O pavor nos fez abandonar as malas no hall e correr para o carro de Marcos. Ligamos o motor, reduzimos a marcha e aceleramos pela única estrada de cascalho que cortava a serra em direção à rodovia estadual. O odômetro registrava a distância percorrida; o ponteiro do combustível caía no ritmo esperado e o motor respondia com força nas subidas íngremes. Dirigimos durante quarenta minutos em velocidade constante, cortando o nevoeiro denso que baixava pelas encostas. Os pinheiros à beira da pista passavam rápidos, iluminados pelos faróis altos.

No entanto, após dobrarmos uma curva fechada ao lado de uma rocha coberta de limo — o mesmo ponto de referência que havíamos cruzado ao chegar —, os faróis do veículo iluminaram a estrutura familiar de ferro enferrujado. O portão da propriedade da nossa avó surgia intacto à nossa frente, com o casarão ao fundo. Marcos deu marcha à ré, fez a volta cantando pneus e acelerou no sentido oposto por mais vinte quilômetros. Não havia desvios na estrada, entroncamentos ou bifurcações. Mesmo assim, dez minutos depois, as luzes de freio do utilitário voltaram a refletir no mesmo portão de ferro.

O motor morreu em um soluço mecânico.
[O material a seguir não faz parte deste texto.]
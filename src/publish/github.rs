use super::{LocalFile, Publisher, Summary};
use crate::errors::*;
use crate::fetch;
use crate::repo::INDEX_FILES;
use async_trait::async_trait;
use reqwest::{RequestBuilder, StatusCode};
use serde::de::DeserializeOwned;
use serde::Deserialize;
use std::path::Path;
use tokio::fs;

pub const API_URL: &str = "https://api.github.com";
pub const UPLOAD_URL: &str = "https://uploads.github.com";
pub const ASSETS_PAGE_SIZE: usize = 100;

#[derive(Debug)]
pub struct Github {
    pub http: reqwest::Client,
    pub token: String,
    pub repository: String,
    pub tag: String,
    pub delete: bool,
}

#[derive(Debug, Deserialize)]
struct Release {
    id: u64,
}

#[derive(Debug, Clone, PartialEq, Deserialize)]
pub struct Asset {
    pub id: u64,
    pub name: String,
    pub size: u64,
    pub browser_download_url: String,
}

/// What a sync run against release assets is going to do
#[derive(Debug, Default, PartialEq)]
pub struct Plan<'a> {
    pub upload: Vec<&'a LocalFile>,
    /// Assets that need to go before a file of the same name can be uploaded
    pub replace: Vec<&'a Asset>,
    pub skip: Vec<&'a LocalFile>,
    pub delete: Vec<&'a Asset>,
}

/// Release assets are a flat namespace, anything in a subdirectory is left out
pub fn publishable(file: &LocalFile) -> bool {
    !file.name.contains('/')
}

/// Packages are immutable once published, index files are replaced on every run
pub fn plan<'a>(local: &'a [LocalFile], assets: &'a [Asset], delete: bool) -> Plan<'a> {
    let mut plan = Plan::default();
    for file in local.iter().filter(|f| publishable(f)) {
        match assets.iter().find(|asset| asset.name == file.name) {
            Some(asset) if file.is_deb() && asset.size == file.size => plan.skip.push(file),
            Some(asset) => {
                plan.replace.push(asset);
                plan.upload.push(file);
            }
            None => plan.upload.push(file),
        }
    }

    if delete {
        for asset in assets {
            if !local.iter().any(|file| publishable(file) && file.name == asset.name) {
                plan.delete.push(asset);
            }
        }
    }

    plan
}

fn content_type(name: &str) -> &'static str {
    if name.ends_with(".deb") {
        "application/vnd.debian.binary-package"
    } else if name.ends_with(".bz2") {
        "application/x-bzip2"
    } else if name.ends_with(".gpg") {
        "application/pgp-keys"
    } else {
        "application/octet-stream"
    }
}

impl Github {
    fn request(&self, builder: RequestBuilder) -> RequestBuilder {
        builder
            .bearer_auth(&self.token)
            .header("Accept", "application/vnd.github+json")
            .header("X-GitHub-Api-Version", "2022-11-28")
    }

    async fn get_json<T: DeserializeOwned>(&self, url: &str) -> Result<Option<T>> {
        trace!("Requesting {url:?}");
        let response = self
            .request(self.http.get(url))
            .send()
            .await
            .with_context(|| anyhow!("Failed to send request to {url:?}"))?;
        if response.status() == StatusCode::NOT_FOUND {
            return Ok(None);
        }
        let body = response
            .error_for_status()
            .with_context(|| anyhow!("Received http error from {url:?}"))?
            .bytes()
            .await?;
        let body = serde_json::from_slice(&body)
            .with_context(|| anyhow!("Failed to parse response from {url:?}"))?;
        Ok(Some(body))
    }

    async fn release(&self) -> Result<Release> {
        let url = format!(
            "{API_URL}/repos/{}/releases/tags/{}",
            self.repository, self.tag
        );
        if let Some(release) = self.get_json(&url).await? {
            return Ok(release);
        }

        info!("Creating release {:?} in {:?}", self.tag, self.repository);
        let url = format!("{API_URL}/repos/{}/releases", self.repository);
        let body = self
            .request(self.http.post(&url))
            .body(serde_json::to_vec(&serde_json::json!({
                "tag_name": self.tag,
                "name": self.tag,
                "body": "apt repository",
            }))?)
            .send()
            .await
            .context("Failed to send request to create release")?
            .error_for_status()
            .context("Failed to create release")?
            .bytes()
            .await?;
        let release = serde_json::from_slice(&body).context("Failed to parse created release")?;
        Ok(release)
    }

    async fn assets(&self, release: &Release) -> Result<Vec<Asset>> {
        let mut assets = Vec::new();
        for page in 1.. {
            let url = format!(
                "{API_URL}/repos/{}/releases/{}/assets?per_page={ASSETS_PAGE_SIZE}&page={page}",
                self.repository, release.id
            );
            let list = self.get_json::<Vec<Asset>>(&url).await?.unwrap_or_default();
            let len = list.len();
            assets.extend(list);
            if len < ASSETS_PAGE_SIZE {
                break;
            }
        }
        debug!("Found {} assets in release {:?}", assets.len(), self.tag);
        Ok(assets)
    }

    async fn upload(&self, release: &Release, file: &LocalFile) -> Result<()> {
        let data = fs::read(&file.path)
            .await
            .with_context(|| anyhow!("Failed to read {:?}", file.path))?;
        info!("Uploading {:?} ({} bytes)", file.name, data.len());
        let url = format!(
            "{UPLOAD_URL}/repos/{}/releases/{}/assets",
            self.repository, release.id
        );
        self.request(self.http.post(&url))
            .query(&[("name", file.name.as_str())])
            .header("Content-Type", content_type(&file.name))
            .body(data)
            .send()
            .await
            .with_context(|| anyhow!("Failed to upload {:?}", file.name))?
            .error_for_status()
            .with_context(|| anyhow!("Received http error while uploading {:?}", file.name))?;
        Ok(())
    }

    async fn delete_asset(&self, asset: &Asset) -> Result<()> {
        info!("Deleting release asset {:?}", asset.name);
        let url = format!(
            "{API_URL}/repos/{}/releases/assets/{}",
            self.repository, asset.id
        );
        self.request(self.http.delete(&url))
            .send()
            .await
            .with_context(|| anyhow!("Failed to delete asset {:?}", asset.name))?
            .error_for_status()
            .with_context(|| anyhow!("Received http error while deleting {:?}", asset.name))?;
        Ok(())
    }
}

#[async_trait]
impl Publisher for Github {
    async fn fetch(&self, repo: &Path) -> Result<()> {
        let release = self.release().await?;
        let assets = self.assets(&release).await?;
        fs::create_dir_all(repo).await?;

        for asset in assets.iter().filter(|a| a.name.ends_with(".deb")) {
            if !super::is_plain_name(&asset.name) {
                warn!("Skipping release asset with unexpected name: {:?}", asset.name);
                continue;
            }
            let dest = repo.join(&asset.name);
            if dest.exists() {
                continue;
            }
            fetch::download_deb(&self.http, &asset.browser_download_url, &dest).await?;
        }

        // the index goes last so it's newer than every package it describes
        for asset in assets.iter().filter(|a| INDEX_FILES.contains(&a.name.as_str())) {
            let dest = repo.join(&asset.name);
            if !dest.exists() {
                fetch::download(&self.http, &asset.browser_download_url, &dest).await?;
            }
        }
        Ok(())
    }

    async fn publish(&self, repo: &Path) -> Result<Summary> {
        let release = self.release().await?;
        let assets = self.assets(&release).await?;
        let local = super::scan_local(repo).await?;
        let plan = plan(&local, &assets, self.delete);

        let mut summary = Summary {
            skipped: plan.skip.len(),
            ..Default::default()
        };
        for asset in plan.replace.iter().chain(&plan.delete) {
            self.delete_asset(asset).await?;
        }
        summary.deleted = plan.delete.len();
        for file in plan.upload {
            self.upload(&release, file).await?;
            summary.uploaded += 1;
            summary.uploaded_bytes += file.size;
        }
        Ok(summary)
    }
}
//! Minimal order-preserving reader/writer for `application.ini` and `.desktop` files.
//!
//! Keys are case sensitive, comments are dropped, and output is written as
//! `key=value` without spaces around the delimiter.

use crate::errors::*;
use indexmap::IndexMap;
use std::fmt;
use std::path::Path;
use tokio::fs;

pub type Section = IndexMap<String, String>;

#[derive(Debug, PartialEq, Default, Clone)]
pub struct Ini {
    pub sections: IndexMap<String, Section>,
}

impl Ini {
    pub fn parse(text: &str) -> Result<Self> {
        let mut ini = Ini::default();
        let mut current = None;

        for (idx, line) in text.lines().enumerate() {
            let line = line.trim();
            if line.is_empty() || line.starts_with('#') || line.starts_with(';') {
                continue;
            }

            if let Some(name) = line.strip_prefix('[').and_then(|l| l.strip_suffix(']')) {
                ini.sections.entry(name.to_string()).or_default();
                current = Some(name.to_string());
            } else if let Some((key, value)) = line.split_once('=') {
                let section = current
                    .as_ref()
                    .with_context(|| anyhow!("Key outside of any section on line {}", idx + 1))?;
                ini.sections
                    .entry(section.clone())
                    .or_default()
                    .insert(key.trim_end().to_string(), value.trim_start().to_string());
            } else {
                bail!("Unrecognized input on line {}: {:?}", idx + 1, line);
            }
        }

        Ok(ini)
    }

    pub async fn read(path: &Path) -> Result<Self> {
        let text = fs::read_to_string(path)
            .await
            .with_context(|| anyhow!("Failed to read ini file: {path:?}"))?;
        Self::parse(&text).with_context(|| anyhow!("Failed to parse ini file: {path:?}"))
    }

    pub fn get(&self, section: &str, key: &str) -> Option<&str> {
        self.sections.get(section)?.get(key).map(String::as_str)
    }

    pub fn require(&self, section: &str, key: &str) -> Result<&str> {
        self.get(section, key)
            .with_context(|| anyhow!("Missing key {key:?} in section [{section}]"))
    }

    pub fn set<V: Into<String>>(&mut self, section: &str, key: &str, value: V) {
        self.sections
            .entry(section.to_string())
            .or_default()
            .insert(key.to_string(), value.into());
    }
}

impl fmt::Display for Ini {
    fn fmt(&self, w: &mut fmt::Formatter) -> fmt::Result {
        for (name, section) in &self.sections {
            writeln!(w, "[{name}]")?;
            for (key, value) in section {
                writeln!(w, "{key}={value}")?;
            }
            writeln!(w)?;
        }
        Ok(())
    }
}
O silêncio que se seguiu no interior do carro era pesado, interrompido apenas pelo som do escapamento esfriando sob a névoa fria da serra. A porta da frente do casarão rangeu ao se abrir lentamente, embora o alpendre estivesse completamente vazio. Quando erguemos os olhos em direção ao segundo andar, vimos três figuras paradas atrás das vidraças do quarto principal. Uma delas usava a jaqueta amarela de Marcos; a segunda vestia o sobretudo escuro de Helena; a terceira tinha exatamente a minha altura e a minha postura. As sombras nos observavam do alto, absolutamente imóveis, aguardando pacientemente que entrássemos para ocupar seus lugares nas paredes.